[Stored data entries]
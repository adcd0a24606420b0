//! Question-to-context retrieval.

use crate::embeddings::Embedder;
use crate::search::IndexClient;
use crate::types::RetrievedContext;
use easydocs_core::AppResult;
use std::sync::Arc;

/// Number of chunks retrieved per question unless configured otherwise.
pub const DEFAULT_TOP_K: usize = 3;

/// Embeds a question and runs a hybrid search for it.
#[derive(Clone)]
pub struct Retriever {
    embedder: Arc<Embedder>,
    index: Arc<IndexClient>,
    top_k: usize,
}

impl Retriever {
    pub fn new(embedder: Arc<Embedder>, index: Arc<IndexClient>) -> Self {
        Self {
            embedder,
            index,
            top_k: DEFAULT_TOP_K,
        }
    }

    pub fn with_top_k(mut self, top_k: usize) -> Self {
        self.top_k = top_k;
        self
    }

    pub fn top_k(&self) -> usize {
        self.top_k
    }

    /// Retrieve up to the configured number of chunks for `query`.
    pub async fn retrieve(&self, query: &str) -> AppResult<RetrievedContext> {
        self.retrieve_top(query, self.top_k).await
    }

    /// Retrieve up to `k` chunks for `query`, best first.
    ///
    /// An empty context is a normal outcome, not an error.
    pub async fn retrieve_top(&self, query: &str, k: usize) -> AppResult<RetrievedContext> {
        tracing::info!("Retrieving top {} chunks for query: {}", k, query);

        let vector = self.embedder.embed_query(query).await?;
        let chunks = self.index.hybrid_search(query, &vector, k).await?;

        if chunks.is_empty() {
            tracing::info!("No chunks matched the query");
        } else {
            tracing::debug!("Retrieved {} chunks", chunks.len());
        }

        Ok(RetrievedContext::new(query, chunks))
    }
}

#[cfg(test)]
mod tests {
    use super::*;
    use crate::search::MemoryIndex;
    use crate::tests::fakes::{seeded_index, FakeEmbeddings};

    fn retriever(index: Arc<IndexClient>) -> Retriever {
        let embedder = Arc::new(Embedder::new(Arc::new(FakeEmbeddings::new(64)), 8));
        Retriever::new(embedder, index)
    }

    #[tokio::test]
    async fn test_returns_at_most_top_k() {
        let index = seeded_index(64, &[
            "Rent is due on the first of the month.",
            "Rent increases are capped at three percent.",
            "Late rent incurs a fee.",
            "Rent is paid by bank transfer.",
            "The tenant keeps pets only with consent.",
        ])
        .await;

        let context = retriever(index).retrieve("rent").await.unwrap();
        assert_eq!(context.len(), DEFAULT_TOP_K);
        assert_eq!(context.query, "rent");
    }

    #[tokio::test]
    async fn test_empty_index_gives_empty_context() {
        let index = Arc::new(IndexClient::new(Arc::new(MemoryIndex::new())));
        let context = retriever(index).retrieve("anything").await.unwrap();
        assert!(context.is_empty());
    }

    #[tokio::test]
    async fn test_custom_top_k() {
        let index = seeded_index(64, &["Notice period is sixty days.", "Notice must be written."]).await;
        let context = retriever(index)
            .with_top_k(1)
            .retrieve("notice")
            .await
            .unwrap();
        assert_eq!(context.len(), 1);
    }
}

Exercise ::
Type out each entry above again, exactly.

Solved exercise ::
repository adcd0a24606420b0
//! Question-to-context retrieval.

use crate::embeddings::Embedder;
use crate::search::IndexClient;
use crate::types::RetrievedContext;
use easydocs_core::AppResult;
use std::sync::Arc;

/// Number of chunks retrieved per question unless configured otherwise.
pub const DEFAULT_TOP_K: usize = 3;

/// Embeds a question and runs a hybrid search for it.
#[derive(Clone)]
pub struct Retriever {
    embedder: Arc<Embedder>,
    index: Arc<IndexClient>,
    top_k: usize,
}

impl Retriever {
    pub fn new(embedder: Arc<Embedder>, index: Arc<IndexClient>) -> Self {
        Self {
            embedder,
            index,
            top_k: DEFAULT_TOP_K,
        }
    }

    pub fn with_top_k(mut self, top_k: usize) -> Self {
        self.top_k = top_k;
        self
    }

    pub fn top_k(&self) -> usize {
        self.top_k
    }

    /// Retrieve up to the configured number of chunks for `query`.
    pub async fn retrieve(&self, query: &str) -> AppResult<RetrievedContext> {
        self.retrieve_top(query, self.top_k).await
    }

    /// Retrieve up to `k` chunks for `query`, best first.
    ///
    /// An empty context is a normal outcome, not an error.
    pub async fn retrieve_top(&self, query: &str, k: usize) -> AppResult<RetrievedContext> {
        tracing::info!("Retrieving top {} chunks for query: {}", k, query);

        let vector = self.embedder.embed_query(query).await?;
        let chunks = self.index.hybrid_search(query, &vector, k).await?;

        if chunks.is_empty() {
            tracing::info!("No chunks matched the query");
        } else {
            tracing::debug!("Retrieved {} chunks", chunks.len());
        }

        Ok(RetrievedContext::new(query, chunks))
    }
}

#[cfg(test)]
mod tests {
    use super::*;
    use crate::search::MemoryIndex;
    use crate::tests::fakes::{seeded_index, FakeEmbeddings};

    fn retriever(index: Arc<IndexClient>) -> Retriever {
        let embedder = Arc::new(Embedder::new(Arc::new(FakeEmbeddings::new(64)), 8));
        Retriever::new(embedder, index)
    }

    #[tokio::test]
    async fn test_returns_at_most_top_k() {
        let index = seeded_index(64, &[
            "Rent is due on the first of the month.",
            "Rent increases are capped at three percent.",
            "Late rent incurs a fee.",
            "Rent is paid by bank transfer.",
            "The tenant keeps pets only with consent.",
        ])
        .await;

        let context = retriever(index).retrieve("rent").await.unwrap();
        assert_eq!(context.len(), DEFAULT_TOP_K);
        assert_eq!(context.query, "rent");
    }

    #[tokio::test]
    async fn test_empty_index_gives_empty_context() {
        let index = Arc::new(IndexClient::new(Arc::new(MemoryIndex::new())));
        let context = retriever(index).retrieve("anything").await.unwrap();
        assert!(context.is_empty());
    }

    #[tokio::test]
    async fn test_custom_top_k() {
        let index = seeded_index(64, &["Notice period is sixty days.", "Notice must be written."]).await;
        let context = retriever(index)
            .with_top_k(1)
            .retrieve("notice")
            .await
            .unwrap();
        assert_eq!(context.len(), 1);
    }
}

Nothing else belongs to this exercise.